O histórico da empresa permite vislumbrar algumas das práticas comerciais de uma indústria de 400 bilhões de dólares que desenvolveu produtos sofisticados que salvam vidas, porém ao mesmo tempo vem desafiando ou infringindo limites legais e éticos. As rivais da Medtronic, a Johnson & Johnson, Abbott Laboratories e Boston Scientific – ou as suas subsidiárias – também enfrentam acusações de fraude, suborno e outros delitos. Essas empresas disseram seguir práticas comerciais altamente éticas, cumprir todas as leis e ter programas rigorosos para impedir infrações de funcionários.
A Medtronic fabrica dispositivos que ajudam a controlar a diabetes, moderar a dor crônica e aliviar o mal de Parkinson. Inventou um marca-passo sem fio do tamanho de uma pílula de vitamina. Está se expandindo para novas áreas da medicina – administração de salas de operação, empréstimos para cuidar da saúde, monitoramento de pacientes.
Ao mesmo tempo, a empresa ou suas subsidiárias também enfrentam uma sindicância por supostamente manipular licitações no Brasil, inquéritos sobre práticas comerciais relacionadas a aparelhos vasculares nos Estados Unidos e acusações de evasão fiscal na Itália.
Durante um ano, mais de 250 repórteres e especialistas em dados de 59 organizações jornalísticas de 36 países colaboraram na investigação do Implant Files. O projeto incluiu entrevistas ou leitura de depoimentos de mais de cinquenta funcionários da Medtronic e entrevistas com dezenas de autoridades governamentais, pacientes, médicos e especialistas. Repórteres analisaram dezenas de milhares de páginas de autos de processos, arquivos de empresas, relatórios de regulamentação, auditorias do governo, registros de lobby, transcrições de conferências com analistas, artigos em periódicos médicos e outros documentos.
O diretor executivo da Medtronic, Omar Ishrak, não quis fazer comentários para esta reportagem. Em uma nota por escrito, o porta-voz Rob Clark disse que a empresa vê a segurança do paciente como sua maior prioridade e obedece aos “mais altos padrões éticos”.
Clark negou que médicos recebam dinheiro para usar ou promover produtos da Medtronic de maneiras não autorizadas. A Medtronic não respondeu perguntas sobre os processos legais e as acusações específicas mencionadas nesta reportagem, mas declarou que muitas delas se baseavam em “alegações infundadas de litigantes e críticos à indústria”.
“Alegações não são fatos e não devem ser interpretadas de forma a sugerir que a Medtronic infringiu suas obrigações legais, éticas ou regulamentares de maneira alguma”, disse Clark, acrescentando que, nas poucas ocasiões em que funcionários ou afiliados descumpriram as normas da empresa, eles foram penalizados. “Nossa reputação é fruto de nosso compromisso com a segurança do paciente, com a transparência, o cumprimento da lei e práticas comerciais éticas.”

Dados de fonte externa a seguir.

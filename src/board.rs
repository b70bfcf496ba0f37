use std::collections::HashMap;
use std::str::FromStr;

use chrono::NaiveDate;
use serde::{Deserialize, Serialize};
use tracing::debug;
use uuid::Uuid;

use crate::geo::{Coordinates, DistanceAnnotator, DistanceCache};
use crate::models::{Job, JobStatus, UnknownVariant};
use crate::realtime::{JobChange, SyncAction};
use crate::store::{DataStore, JobQuery, StoreResult};

const UNKNOWN_ASSIGNEE: &str = "Unknown";

#[derive(Debug, Clone, Copy, PartialEq, Eq, Default, Serialize, Deserialize)]
#[serde(rename_all = "snake_case")]
pub enum BoardMode {
    #[default]
    Mine,
    All,
}

impl FromStr for BoardMode {
    type Err = UnknownVariant;

    fn from_str(value: &str) -> Result<Self, Self::Err> {
        match value {
            "mine" => Ok(BoardMode::Mine),
            "all" => Ok(BoardMode::All),
            other => Err(UnknownVariant(other.to_string())),
        }
    }
}

#[derive(Debug, Clone, Copy, PartialEq, Eq, Default)]
pub struct BoardFilter {
    pub mode: BoardMode,
    pub date: Option<NaiveDate>,
}

#[derive(Debug, Clone, PartialEq, Serialize)]
pub struct Assignee {
    pub user_id: Uuid,
    pub full_name: String,
    pub status: JobStatus,
}

#[derive(Debug, Clone, PartialEq, Serialize)]
pub struct BoardJob {
    #[serde(flatten)]
    pub job: Job,
    pub assignees: Vec<Assignee>,
    pub distance: Option<f64>,
}

impl BoardJob {
    pub fn assignee(&self, user_id: Uuid) -> Option<&Assignee> {
        self.assignees.iter().find(|a| a.user_id == user_id)
    }

    pub fn assignee_mut(&mut self, user_id: Uuid) -> Option<&mut Assignee> {
        self.assignees.iter_mut().find(|a| a.user_id == user_id)
    }

    pub fn has_other_active_worker(&self, user_id: Uuid) -> bool {
        self.assignees
            .iter()
            .any(|a| a.user_id != user_id && a.status.is_active())
    }
}

pub async fn load_board(
    store: &dyn DataStore,
    user_id: Uuid,
    filter: &BoardFilter,
    cache: &DistanceCache,
) -> StoreResult<Vec<BoardJob>> {
    let ids = match filter.mode {
        BoardMode::Mine => {
            let ids = store.assigned_job_ids(user_id).await?;
            if ids.is_empty() {
                return Ok(Vec::new());
            }
            Some(ids)
        }
        BoardMode::All => None,
    };

    let jobs = store
        .list_jobs(&JobQuery {
            ids,
            date: filter.date,
        })
        .await?;
    attach_assignees(store, jobs, cache).await
}

pub async fn attach_assignees(
    store: &dyn DataStore,
    jobs: Vec<Job>,
    cache: &DistanceCache,
) -> StoreResult<Vec<BoardJob>> {
    if jobs.is_empty() {
        return Ok(Vec::new());
    }

    let job_ids: Vec<Uuid> = jobs.iter().map(|job| job.id).collect();
    let assignments = store.assignments_for_jobs(&job_ids).await?;

    let mut user_ids: Vec<Uuid> = assignments.iter().map(|a| a.user_id).collect();
    user_ids.sort();
    user_ids.dedup();
    let names: HashMap<Uuid, String> = if user_ids.is_empty() {
        HashMap::new()
    } else {
        store
            .profiles_by_ids(&user_ids)
            .await?
            .into_iter()
            .map(|profile| (profile.id, profile.full_name))
            .collect()
    };

    let mut by_job: HashMap<Uuid, Vec<Assignee>> = HashMap::new();
    for assignment in assignments {
        let full_name = names
            .get(&assignment.user_id)
            .cloned()
            .unwrap_or_else(|| UNKNOWN_ASSIGNEE.to_string());
        by_job.entry(assignment.job_id).or_default().push(Assignee {
            user_id: assignment.user_id,
            full_name,
            status: assignment.status,
        });
    }

    Ok(jobs
        .into_iter()
        .map(|job| BoardJob {
            assignees: by_job.remove(&job.id).unwrap_or_default(),
            distance: cache.get(&job.id).flatten(),
            job,
        })
        .collect())
}

#[derive(Debug, Clone)]
pub struct BoardSession {
    user_id: Uuid,
    filter: BoardFilter,
    jobs: Vec<BoardJob>,
    distances: DistanceCache,
    origin: Option<Coordinates>,
}

impl BoardSession {
    pub fn new(user_id: Uuid, filter: BoardFilter) -> Self {
        Self {
            user_id,
            filter,
            jobs: Vec::new(),
            distances: DistanceCache::new(),
            origin: None,
        }
    }

    pub fn with_distances(mut self, distances: DistanceCache) -> Self {
        self.distances = distances;
        self
    }

    pub async fn open(
        store: &dyn DataStore,
        user_id: Uuid,
        filter: BoardFilter,
    ) -> StoreResult<Self> {
        let mut session = Self::new(user_id, filter);
        session.refresh(store).await?;
        Ok(session)
    }

    pub fn user_id(&self) -> Uuid {
        self.user_id
    }

    pub fn filter(&self) -> BoardFilter {
        self.filter
    }

    pub fn jobs(&self) -> &[BoardJob] {
        &self.jobs
    }

    pub fn into_jobs(self) -> Vec<BoardJob> {
        self.jobs
    }

    pub fn job(&self, job_id: Uuid) -> Option<&BoardJob> {
        self.jobs.iter().find(|entry| entry.job.id == job_id)
    }

    pub fn job_mut(&mut self, job_id: Uuid) -> Option<&mut BoardJob> {
        self.jobs.iter_mut().find(|entry| entry.job.id == job_id)
    }

    pub fn insert_job(&mut self, job: BoardJob) {
        match self.job_mut(job.job.id) {
            Some(existing) => *existing = job,
            None => self.jobs.push(job),
        }
    }

    pub fn distances(&self) -> &DistanceCache {
        &self.distances
    }

    pub fn into_distances(self) -> DistanceCache {
        self.distances
    }

    pub fn origin(&self) -> Option<Coordinates> {
        self.origin
    }

    pub fn set_mode(&mut self, mode: BoardMode) -> bool {
        let changed = self.filter.mode != mode;
        self.filter.mode = mode;
        changed
    }

    pub fn set_date(&mut self, date: Option<NaiveDate>) -> bool {
        if self.filter.date == date {
            return false;
        }
        self.filter.date = date;
        self.distances.clear();
        true
    }

    pub fn clear_distances(&mut self) {
        self.distances.clear();
        for entry in &mut self.jobs {
            entry.distance = None;
        }
    }

    pub async fn refresh(&mut self, store: &dyn DataStore) -> StoreResult<()> {
        self.jobs = load_board(store, self.user_id, &self.filter, &self.distances).await?;
        debug!(user_id = %self.user_id, jobs = self.jobs.len(), "board loaded");
        Ok(())
    }

    pub fn apply_change(&mut self, change: &JobChange) -> SyncAction {
        match change {
            JobChange::Insert { .. } => SyncAction::Refetch,
            JobChange::Update { record } => match self.job_mut(record.id) {
                Some(entry) => {
                    entry.job = record.clone();
                    SyncAction::Patched
                }
                None => SyncAction::Ignored,
            },
            JobChange::Delete { old_id } => {
                let before = self.jobs.len();
                self.jobs.retain(|entry| entry.job.id != *old_id);
                if self.jobs.len() < before {
                    SyncAction::Removed
                } else {
                    SyncAction::Ignored
                }
            }
        }
    }

    pub async fn sync(
        &mut self,
        change: &JobChange,
        store: &dyn DataStore,
    ) -> StoreResult<SyncAction> {
        let action = self.apply_change(change);
        if action == SyncAction::Refetch {
            self.refresh(store).await?;
        }
        Ok(action)
    }

    pub async fn annotate(&mut self, annotator: &DistanceAnnotator, origin: Coordinates) {
        self.origin = Some(origin);
        annotator
            .annotate(origin, &mut self.jobs, &mut self.distances)
            .await;
    }
}

#[cfg(test)]
mod tests {
    use chrono::Utc;

    use super::*;

    fn board_job(status: JobStatus) -> BoardJob {
        let now = Utc::now().naive_utc();
        BoardJob {
            job: Job {
                id: Uuid::new_v4(),
                job_date: NaiveDate::from_ymd_opt(2026, 1, 5).unwrap(),
                lot_number: Some("L-1".into()),
                company_name: Some("Acme".into()),
                address: None,
                assets: None,
                comments: None,
                contact_name: None,
                contact_detail: None,
                status,
                last_updated_by: None,
                created_by: None,
                created_at: now,
                updated_at: now,
            },
            assignees: vec![Assignee {
                user_id: Uuid::new_v4(),
                full_name: "Dana".into(),
                status,
            }],
            distance: Some(4.2),
        }
    }

    fn session_with(jobs: Vec<BoardJob>) -> BoardSession {
        let mut session = BoardSession::new(Uuid::new_v4(), BoardFilter::default());
        for job in jobs {
            session.insert_job(job);
        }
        session
    }

    #[test]
    fn update_patches_job_but_keeps_assignees_and_distance() {
        let entry = board_job(JobStatus::Pending);
        let mut record = entry.job.clone();
        record.status = JobStatus::Delivered;
        let mut session = session_with(vec![entry.clone()]);

        let action = session.apply_change(&JobChange::Update { record });

        assert_eq!(action, SyncAction::Patched);
        let patched = session.job(entry.job.id).unwrap();
        assert_eq!(patched.job.status, JobStatus::Delivered);
        assert_eq!(patched.assignees, entry.assignees);
        assert_eq!(patched.distance, Some(4.2));
    }

    #[test]
    fn insert_asks_for_refetch_and_delete_removes() {
        let entry = board_job(JobStatus::Pending);
        let mut session = session_with(vec![entry.clone()]);

        assert_eq!(
            session.apply_change(&JobChange::Insert {
                record: entry.job.clone()
            }),
            SyncAction::Refetch
        );
        assert_eq!(
            session.apply_change(&JobChange::Delete {
                old_id: entry.job.id
            }),
            SyncAction::Removed
        );
        assert!(session.jobs().is_empty());
        assert_eq!(
            session.apply_change(&JobChange::Delete {
                old_id: entry.job.id
            }),
            SyncAction::Ignored
        );
    }

    #[test]
    fn date_change_clears_distances_but_mode_change_does_not() {
        let mut cache = DistanceCache::new();
        cache.insert(Uuid::new_v4(), Some(1.0));
        let mut session =
            BoardSession::new(Uuid::new_v4(), BoardFilter::default()).with_distances(cache);

        assert!(session.set_mode(BoardMode::All));
        assert_eq!(session.distances().len(), 1);

        assert!(!session.set_date(None));
        assert_eq!(session.distances().len(), 1);

        assert!(session.set_date(NaiveDate::from_ymd_opt(2026, 1, 6)));
        assert!(session.distances().is_empty());
    }

    #[test]
    fn detects_other_active_workers() {
        let mut entry = board_job(JobStatus::OnWay);
        let me = Uuid::new_v4();
        entry.assignees.push(Assignee {
            user_id: me,
            full_name: "Me".into(),
            status: JobStatus::OnWay,
        });
        assert!(entry.has_other_active_worker(me));

        entry.assignees[0].status = JobStatus::Pending;
        assert!(!entry.has_other_active_worker(me));
    }

    #[test]
    fn board_mode_parses_query_values() {
        assert_eq!("all".parse::<BoardMode>(), Ok(BoardMode::All));
        assert!("everyone".parse::<BoardMode>().is_err());
    }
}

Em fevereiro, o diretor executivo Ishrak disse a investidores que as terapias da Medtronic melhoram a qualidade de vida de 70 milhões de novos pacientes todo ano – melhorando a vida de duas pessoas a cada segundo.
Uma análise do ICIJ nos relatórios de ocorrências adversas apresentados às agências reguladoras norte-americanas de 2008 a 2017 identificou 9 300 mortes e 292 000 lesões potencialmente ligadas a produtos fabricados pela Medtronic ou suas subsidiárias.
Em 2017, um quinto de todas as ocorrências adversas com dispositivos médicos reportadas estava ligada a um aparelho da Medtronic – mais que o dobro do que qualquer uma das concorrentes. Relatórios apresentados às autoridades no Japão, Noruega e Austrália também colocaram a empresa entre as fabricantes com mais falhas relatadas nos últimos cinco anos.
Em nota da empresa ao ICIJ, o porta-voz Clark destacou o uso de sistemas de segurança modernos e o monitoramento contínuo dos produtos tanto antes como depois das agências reguladoras os liberarem para o público. Ainda assim, declarou ele, todos os produtos médicos – mesmo que bem projetados e exaustivamente testados – contêm riscos inerentes.
Nos dez anos desde a reafirmação de seu compromisso com a ética, a Medtronic gastou 6,7 bilhões de dólares em despesas jurídicas, em parte em acordos legais para dirimir cerca de 20 mil queixas e processos de clientes. Durante o mesmo período, o lucro líquido registrado da empresa totalizava cerca de 34 bilhões de dólares. Seu valor de mercado chegou a 125 bilhões de dólares, tendo sido de 28 bilhões de dólares há uma década.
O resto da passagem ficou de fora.